World Conker Championship winners hail 'no practice' approach
The conker king and queen of the world have spoken of their surprise after their complete lack of training saw them triumph over international rivals.
Simon Cullum, from Kettering, took the men's title and Sophie Knox, from Harrogate, North Yorkshire, the women's in Sunday's World Conker Championship in Southwick, Northamptonshire.
Mr Cullum said: "Today's the first time I practised. It's all beginner's luck."
Ms Knox added: "I had no technique at all. My first game was last night."
The game of conkers involves a battle between two conkers, the fruit of the horse chestnut tree, tied on lengths of string.
Opponents take it in turns to hit the other's conker using a catapult-like motion, until one nut breaks.
Conker rules include:
- All conkers and laces are provided by the organisers
- Contestants pick their conkers at random from a bag
- The distance between knuckle and nut must be no less than 8in (20cm)
- The game will be decided once one of the conkers is smashed
- If a small piece of nut remains on the lace, it is deemed "out" unless "large enough to mount an attack"
- Each match is presided over by two stewards. A chief umpire decides the outcome of any escalated disputes
The championships began in 1965 but have not taken place since 2010 because of the weather.'Quintessentially British'
This year there were 138 entrants, many in fancy dress, from 15 countries.
Ms Knox, dressed as the Pink Panther, described the event as "wonderful" and her win as "ridiculous and hilarious".
Mr Cullum said brute force had been his only technique.
"I just tried to hit the conker as hard as I could," he said.
"I played as a kid, but this was the first time I'd entered. I do intend to dine out on my king title for the next year, though."
Asked if he would practise before defending his title in 2014, Mr Cullum said: "No. I don't want to curse my luck."
Ian Moss, who represented the "US national team" and wore a giant cheese on his head, described the event as "quintessentially British".

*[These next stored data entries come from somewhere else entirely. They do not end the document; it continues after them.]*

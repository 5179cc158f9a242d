//! Product catalog module.
//!
//! Contains the product summary used by every list section and the
//! featured-products tag filter.

mod featured;
mod product;

pub use featured::{featured_filter, FeaturedTag};
pub use product::{MoneyV2, ProductCard, ProductImage, ProductSummary};
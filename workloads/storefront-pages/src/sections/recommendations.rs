//! "You may also like" section.

use storefront_core::catalog::ProductSummary;

use super::escape_html;

/// Render merged recommendations.
pub fn render_recommendations(products: &[ProductSummary]) -> String {
    if products.is_empty() {
        return render_recommendations_empty();
    }

    let items: String = products.iter().map(render_product_card).collect();

    format!(
        r#"<section class="product-recommendations" data-section="recommendations">
    <h2>You May Also Like</h2>
    <div class="recommendations-grid">
        {items}
    </div>
</section>"#,
        items = items
    )
}

/// Product card shared by the recommendations grid and the swimlane.
pub fn render_product_card(product: &ProductSummary) -> String {
    let image = product
        .image
        .as_ref()
        .map(|image| {
            format!(
                r#"<img src="{}" alt="{}" class="product-card-image">"#,
                escape_html(&image.url),
                escape_html(image.alt_or(&product.title))
            )
        })
        .unwrap_or_default();

    format!(
        r#"<article class="product-card">
        <a href="{url}" class="product-card-link">
            {image}
            <h3 class="product-card-title">{title}</h3>
            <p class="product-card-price">{price}</p>
        </a>
    </article>"#,
        url = escape_html(&product.url()),
        image = image,
        title = escape_html(&product.title),
        price = escape_html(&product.price.display())
    )
}

fn render_recommendations_empty() -> String {
    r#"<section class="product-recommendations product-recommendations--empty" data-section="recommendations">
    <h2>You May Also Like</h2>
    <p class="recommendations-empty">No recommendations available.</p>
</section>"#
        .to_string()
}

#[cfg(test)]
mod tests {
    use super::*;
    use storefront_core::{Currency, Money};

    #[test]
    fn test_cards_in_order() {
        let products = vec![
            ProductSummary::new("A", "board-a", "Board A", Money::new(1000, Currency::USD)),
            ProductSummary::new("C", "board-c", "Board C", Money::new(2000, Currency::USD)),
        ];
        let html = render_recommendations(&products);

        let a = html.find("/products/board-a").unwrap();
        let c = html.find("/products/board-c").unwrap();
        assert!(a < c);
        assert!(html.contains("$20.00"));
    }

    #[test]
    fn test_empty_state() {
        assert!(render_recommendations(&[]).contains("No recommendations available."));
    }
}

"The cheese I'm wearing is significant as we're all from Wisconsin, the 'cheese state', America's dairy land," he said. "We love cheese and wanted to represent the cheese of America around the world.
"Who else would stand out in a field in the rain, in the middle of October, and swing some conkers around?
"It only happens in England and this is why we love it.
"It's so unique, so British that we knew we wanted to represent America in this great British event."